• raised $45,395.00
  • target $400,000.00
  • 1

The continuing inequality of educational, social, and financial resources available to women is a reality that has often deep, often devastating, and often hidden impact on individual lives.

Finding a Room of One’s Own is the Great Books Foundation’s newest outreach effort, providing open forums for the exploration of challenges that young women face. A collaboration between Great Books and the Chicago Foundation for Women, this community program uses text-based discussion to advance social and civic engagement and help people think critically about their own lives and the world we share. At the focus of each discussion is a carefully selected memoir, story, essay, poem, or speech from an acclaimed author such as Adrienne Rich, Edwidge Danticat, Cristina Henriquez, or Toni Morrison. (These and other authors are featured in the Foundation’s recently published anthology, Her Own Accord: American Women on Identity, Culture, and Community.) Over time, by experiencing these works together, young women will not only explore issues of identity, family, relationships, work, and politics, but also hone their reading and verbal skills, increase their own educational opportunities, and advance career readiness. In partnership with schools and community organizations, the program can also support life skills development and efforts at crisis management.

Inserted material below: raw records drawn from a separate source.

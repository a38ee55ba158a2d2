//! Pre-flight simulation of both hops

use serde::{Deserialize, Serialize};
use solana_sdk::pubkey::Pubkey;
use tracing::debug;

use super::ArbitrageParams;
use crate::domain::dex::Venue;
use crate::domain::execution::Ledger;
use crate::shared::errors::{ExecutionError, ExecutionResult, VenueError};

/// Simulated output of both hops against current venue state
#[derive(Debug, Clone, Copy, PartialEq, Eq, Serialize, Deserialize)]
pub struct ProfitabilityQuote {
    pub swap_token_out: u64,
    pub borrowed_token_out: u64,
}

fn last_amount(amounts: &[u64]) -> ExecutionResult<u64> {
    amounts
        .last()
        .copied()
        .ok_or_else(|| VenueError::InvalidPath(amounts.len()).into())
}

/// Quote `amount` of `borrowed_token` through `first` then back through `second` and
/// reject the attempt if the result misses the hop-two floor.
///
/// Read-only and advisory: prices can move before the real swaps, whose floors are the
/// binding guarantee.
pub fn check_profitability(
    ledger: &Ledger,
    first: &dyn Venue,
    second: &dyn Venue,
    borrowed_token: &Pubkey,
    amount: u64,
    params: &ArbitrageParams,
) -> ExecutionResult<ProfitabilityQuote> {
    let swap_token_out = last_amount(&first.quote(ledger, amount, &[*borrowed_token, params.swap_token])?)?;
    let borrowed_token_out =
        last_amount(&second.quote(ledger, swap_token_out, &[params.swap_token, *borrowed_token])?)?;
    debug!(amount, swap_token_out, borrowed_token_out, "simulated both hops");

    if borrowed_token_out < params.min_amount_borrowed_token {
        return Err(ExecutionError::AmountOutTooLow {
            quoted: borrowed_token_out,
            minimum: params.min_amount_borrowed_token,
        });
    }
    Ok(ProfitabilityQuote {
        swap_token_out,
        borrowed_token_out,
    })
}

We want to reach more women, in more communities, and we need your help.

The Great Books Foundation is seeking partners to help develop and implement Finding a Room of One’s Own. Please support this new outreach effort in any way you can. We are seeking donations as well as collaboration with other organizations working in related fields. If you or your organization is interested in learning more and being involved, please email: Louise Galpine, Executive Director of Creative Development at the Great Books Foundation, below.



We need a complete shift, a total overhaul of how we think of women and girls and their place in the world. . . . Her Own Accord reminds us that our presence is an act of resistance: our stories are movements within themselves.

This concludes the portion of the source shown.